Quiz #5 question - Githubissues

jhyearsley commented 8 years ago

Edit**I didn't write this! haha not sure how it got here ;), but I suppose this is a good summary of my original question (minus that my question was actually about the alternate way to compute the number of threads being executed in parallel)

I am wondering why A is the only correct answer on question 3. It was demonstrated in class, that although there is a possibility and maybe even a probability of overwriting the value of 'id' since all threads have access, I don't really see why that is necessarily "wrong"

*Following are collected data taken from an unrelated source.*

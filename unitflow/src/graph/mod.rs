//! Graph store, cycle detection and topological ordering.
//!
//! [`Graph`] owns nodes and edges and keeps readyCount equal to in-degree;
//! [`has_cycle`] classifies a graph; [`topological_order`] linearizes an acyclic one.
//! [`GraphDocument`] is the saved form.

mod adjacency;
mod cycle;
mod document;
mod graph_error;
mod node;
mod store;
mod token;
mod topo;

pub use cycle::has_cycle;
pub use document::{DocumentError, GraphDocument, NodeRecord};
pub use graph_error::GraphError;
pub use node::{Node, NodeId, Position, Unit, UnitKind};
pub use store::{Edge, Graph, UnitCounters};
pub use token::Token;
pub(crate) use token::is_token_char;
pub use topo::topological_order;
//! `--input id=value` overrides for input units.

use unitflow::{Graph, NodeId, UnitKind};

use super::Error;

/// Parses `id=value`. The value may be empty or contain further `=`.
pub fn parse_input(s: &str) -> Result<(String, String), String> {
    match s.split_once('=') {
        Some((id, value)) if !id.trim().is_empty() => {
            Ok((id.trim().to_string(), value.to_string()))
        }
        _ => Err(format!("expected id=value, got {:?}", s)),
    }
}

/// Replaces the value of each named input unit. Unknown ids and non-input units are errors.
pub fn apply_inputs(graph: &mut Graph, inputs: &[(String, String)]) -> Result<(), Error> {
    for (id, value) in inputs {
        let id = NodeId::new(id.as_str());
        let kind = graph
            .node(&id)
            .map(|n| n.kind())
            .ok_or_else(|| format!("no unit named {}", id))?;
        if kind != UnitKind::Input {
            return Err(format!("{} is a {} unit, not an input", id, kind).into());
        }
        graph.set_template(&id, value.as_str())?;
    }
    Ok(())
}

It compiles, runs, and in this case will very likely report the actual current thread it is on, right? I know that this introduces a very dangerous possibility for a bug, but I am not really sure why it is necessarily wrong. Also, it isn't really exactly clear that we even care about it reporting the reporting the current thread. Maybe we are just curious about which thread last wrote to 'id'. Clearly you meant for it to mean, 'print the current thread that is executing' or something like that, but with chunking, maybe all we care about is when the last thread completed its task, and it will be more current this way. (a stretch?)

jhyearsley commented 8 years ago

Asked question about quiz not thinking that everyone has not taken yet. Will re-ask tomorrow

cswiercz commented 8 years ago

Ooops. No worries. Thank you for deleting the comment. (Though, I think anyone who subscribed to this repo receive automatic email notifications when someone posts.)

cswiercz commented 8 years ago

For reference, the question was:

If anything, what is wrong with the following code?

int id;
#pragma omp parallel num_threads(4)
{
  id = omp_get_thread_num();
  printf("The current thread id is: ");
  printf("%d \n", id);
}

The correct answer was: "The variable "id" need to be declared "private" in the omp parallel directive." 88 /100 students answered this question correctly. 11/100 answered "The code is valid. There is actually nothing wrong with it."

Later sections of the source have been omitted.